Reporting procedures
Developing a code of conduct is only an excellent place to start if the code is followed
through. One way to ensure the code is followed is by creating a method of reporting. The
organization needs to create modalities where staff can report a breach of code of conduct. A
reporting procedure should be effective enough to give the organization crucial information
about the breach and still protect the whistleblower’s identity. Breach of code of conduct can be
interpreted as employee misconduct and therefore should be handled by the human resources
department. The merged firm can appoint a person to handle complaints regarding a breach of
code in the organization.
Impact of the code of conduct on organizational culture
The code of conduct ensures that the organization develops a respectful culture. The
organization is currently navigating a merger that may present different challenges. Mike and
Theresa would want a situation where every employee feels safe and valued. A code of conduct
guides employee interpersonal relations, and, therefore, respect can be achieved. The code of
conduct also trains employees to respect their organization. This is essential because when
employees respect the organization, they rarely take actions that jeopardize the organization or
its reputation.
A code of conduct enables employees to adopt ethical behavior and decision-making. The
merged organization’s code of conduct stresses integrity in dealings with business stakeholders.
As such, employees become ethically conscious of the organization’s commitment to ethics and
change their behaviors to become ethically compliant (Erwin 2010). Over time, ethical behavior
subconsciously becomes embedded in employee dealings, and ethical standards are passed down
to generational employees. A code of conduct helps the organization to form an ethical culture.

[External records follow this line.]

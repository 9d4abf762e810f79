//! Wire types for the cluster gRPC surface.
//!
//! The service stubs are generated by `build.rs`; the messages are plain prost
//! structs so no `.proto` compilation step is required.

/// Asks the receiving agent to recompute ownership of every stored config.
#[derive(Clone, Copy, PartialEq, ::prost::Message)]
pub struct ReshardRequest {}

/// Empty acknowledgement returned once the reshard has completed.
#[derive(Clone, Copy, PartialEq, ::prost::Message)]
pub struct ReshardResponse {}

include!(concat!(env!("OUT_DIR"), "/cluster.ScrapingService.rs"));
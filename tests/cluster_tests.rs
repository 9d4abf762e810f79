//! Multi-agent sharding scenarios over real gRPC.


use std::sync::Arc;
use std::time::Duration;

use configshard::agent::Agent;
use configshard::cluster::{GrpcPeerNotifier, NodeState, PeerNotifier};
use configshard::config::NodeConfig;
use configshard::error::ClusterError;
use configshard::instance::IdleInstanceFactory;
use configshard::store::{KvClient, MemoryKv};
use test_harness::{assert_eventually, test_node_config, TestCluster};

/// Pushes the periodic refresh out of every test's lifetime.
fn without_periodic_refresh(config: &mut NodeConfig) {
    config.cluster.reshard_interval_ms = 3_600_000;
}

fn keys(n: usize) -> Vec<String> {
    (0..n).map(|i| format!("job-{i}")).collect()
}

/// A single agent joining an empty ring picks up a config already stored.
#[tokio::test]
async fn single_agent_runs_existing_config() {
    let mut cluster = TestCluster::new(23100).await;
    cluster.put("job1").await;

    let agent = cluster.start_agent("a").await;
    assert_eq!(agent.node().state(), NodeState::Joined);

    assert_eventually(
        || {
            let cluster_ref = &cluster;
            async move { cluster_ref.trackers("job1").await == vec!["a"] && cluster_ref.runners("job1").await == vec!["a"] }
        },
        Duration::from_secs(2),
        "job1 should run on the only agent",
    )
    .await;

    cluster.shutdown().await;
}

/// When a second agent joins, the configs it now owns move off the first one
/// and every config runs exactly once.
#[tokio::test]
async fn joining_agent_takes_over_its_share() {
    let mut cluster = TestCluster::new(23200).await;
    let keys = keys(20);
    for key in &keys {
        cluster.put(key).await;
    }

    cluster.start_agent("a").await;
    assert_eq!(cluster.agent("a").reconciler().tracked().await.len(), keys.len());

    cluster.start_agent("b").await;

    assert_eventually(
        || {
            let cluster_ref = &cluster;
            let keys_ref = &keys;
            async move { cluster_ref.single_ownership(keys_ref).await }
        },
        Duration::from_secs(5),
        "every config should run on exactly one agent",
    )
    .await;

    // Whoever tracks a key is the agent the ring names as its owner.
    for key in &keys {
        let owner = cluster.agent("a").node().membership().owner(key).unwrap();
        let tracker = &cluster.trackers(key).await[0];
        assert_eq!(owner.addr, cluster.agent(tracker).config().lifecycler.advertise_addr);
    }
    assert!(
        !cluster.agent("b").reconciler().tracked().await.is_empty(),
        "the joining agent should own part of the pool"
    );

    cluster.shutdown().await;
}

/// Deleting a config stops it on its owner.
#[tokio::test]
async fn deleted_config_is_stopped_on_owner() {
    let mut cluster = TestCluster::new(23300).await;
    cluster.put("job3").await;
    cluster.start_agent("a").await;
    cluster.start_agent("b").await;

    assert_eventually(
        || {
            let cluster_ref = &cluster;
            async move { cluster_ref.trackers("job3").await.len() == 1 }
        },
        Duration::from_secs(5),
        "job3 should be owned by one agent",
    )
    .await;

    cluster.store.delete("job3").await.unwrap();

    assert_eventually(
        || {
            let cluster_ref = &cluster;
            async move { cluster_ref.trackers("job3").await.is_empty() && cluster_ref.runners("job3").await.is_empty() }
        },
        Duration::from_secs(2),
        "job3 should stop after deletion",
    )
    .await;

    cluster.shutdown().await;
}

/// A config stored while the fleet is running lands on exactly one agent.
#[tokio::test]
async fn new_config_is_picked_up_by_one_agent() {
    let mut cluster = TestCluster::new(23400).await;
    cluster.start_agent("a").await;
    cluster.start_agent("b").await;

    cluster.put("late").await;

    assert_eventually(
        || {
            let cluster_ref = &cluster;
            async move { cluster_ref.single_ownership(&["late".to_string()]).await }
        },
        Duration::from_secs(2),
        "late config should run on exactly one agent",
    )
    .await;

    cluster.shutdown().await;
}

/// A leaving agent hands every config it ran to the remaining agents.
#[tokio::test]
async fn leaving_agent_hands_off_its_configs() {
    let mut cluster = TestCluster::new(23500).await;
    let keys = keys(10);
    for key in &keys {
        cluster.put(key).await;
    }
    cluster.start_agent("a").await;
    cluster.start_agent("b").await;

    assert_eventually(
        || {
            let cluster_ref = &cluster;
            let keys_ref = &keys;
            async move { cluster_ref.single_ownership(keys_ref).await }
        },
        Duration::from_secs(5),
        "every config should run on exactly one agent",
    )
    .await;

    cluster.stop_agent("a").await;

    assert_eventually(
        || {
            let cluster_ref = &cluster;
            let keys_ref = &keys;
            async move {
                let tracked = cluster_ref.agent("b").reconciler().tracked().await;
                keys_ref.iter().all(|k| tracked.contains(k))
            }
        },
        Duration::from_secs(2),
        "the remaining agent should run every config",
    )
    .await;

    assert_eq!(cluster.agent("b").manager().list_configs().await.len(), keys.len());
    cluster.shutdown().await;
}

/// An agent that left stops everything it ran.
#[tokio::test]
async fn stopped_agent_runs_nothing() {
    let mut cluster = TestCluster::new(23600).await;
    cluster.put("job5").await;
    cluster.start_agent("a").await;
    assert_eq!(cluster.trackers("job5").await, vec!["a"]);

    let agent = cluster.agents.remove("a").unwrap();
    agent.shutdown().await;

    assert_eq!(agent.node().state(), NodeState::Left);
    assert!(agent.reconciler().tracked().await.is_empty());
    assert!(agent.manager().list_configs().await.is_empty());
    cluster.shutdown().await;
}

/// The join protocol alone hands configs over: once the joining agent's
/// start returns, every config already runs on exactly its ring owner.
#[tokio::test]
async fn join_hands_off_configs_without_periodic_refresh() {
    let mut cluster = TestCluster::new(23800).await;
    let keys = keys(20);
    for key in &keys {
        cluster.put(key).await;
    }

    cluster.start_agent_with("a", without_periodic_refresh).await;
    cluster.start_agent_with("b", without_periodic_refresh).await;

    assert!(cluster.single_ownership(&keys).await, "join did not converge ownership");
    for key in &keys {
        let owner = cluster.agent("b").node().membership().owner(key).unwrap();
        let tracker = &cluster.trackers(key).await[0];
        assert_eq!(owner.addr, cluster.agent(tracker).config().lifecycler.advertise_addr);
    }

    cluster.shutdown().await;
}

/// Overlapping reshards, local and over gRPC, serialize on the reconciler and
/// leave the tracked set matching what the instance manager runs.
#[tokio::test]
async fn concurrent_reshards_keep_tracking_consistent() {
    let mut cluster = TestCluster::new(23900).await;
    let keys = keys(10);
    for key in &keys {
        cluster.put(key).await;
    }
    cluster.start_agent_with("a", without_periodic_refresh).await;
    cluster.start_agent_with("b", without_periodic_refresh).await;

    let notifier = Arc::new(GrpcPeerNotifier::new(Duration::from_secs(5)));
    let grpc_addr = cluster.agent("a").config().grpc_addr.to_string();
    let mut reshards = tokio::task::JoinSet::new();
    for i in 0..8 {
        if i % 2 == 0 {
            let reconciler = cluster.agent("a").reconciler().clone();
            reshards.spawn(async move { reconciler.refresh().await.is_ok() });
        } else {
            let notifier = notifier.clone();
            let addr = grpc_addr.clone();
            reshards.spawn(async move { notifier.notify_reshard(&addr).await.is_ok() });
        }
    }
    while let Some(ok) = reshards.join_next().await {
        assert!(ok.unwrap(), "reshard failed");
    }

    for id in ["a", "b"] {
        let agent = cluster.agent(id);
        let mut running: Vec<String> = agent.manager().list_configs().await.into_keys().collect();
        running.sort();
        assert_eq!(agent.reconciler().tracked().await, running);
    }
    assert!(cluster.single_ownership(&keys).await);

    cluster.shutdown().await;
}

#[tokio::test]
async fn zero_reshard_interval_is_rejected() {
    let kv: Arc<dyn KvClient> = Arc::new(MemoryKv::new());
    let mut config = test_node_config("a", 24000, 24001);
    config.cluster.reshard_interval_ms = 0;

    let result = Agent::with_kv(config, kv, Arc::new(IdleInstanceFactory)).await;
    assert!(matches!(result, Err(ClusterError::InvalidConfig(_))));
}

A code of conduct creates a culture that preserves organizational strategic advantage. The
code of conduct specifies how employees should handle crucial information about the
organization. In some organizations, the quality of information is the source of competitive
advantage. For example, the Coca-Cola company has kept the formula for its cola drink secret. A
code of conduct ensures that employees learn best practices in handling crucial information and
as such, competitive advantage is preserved.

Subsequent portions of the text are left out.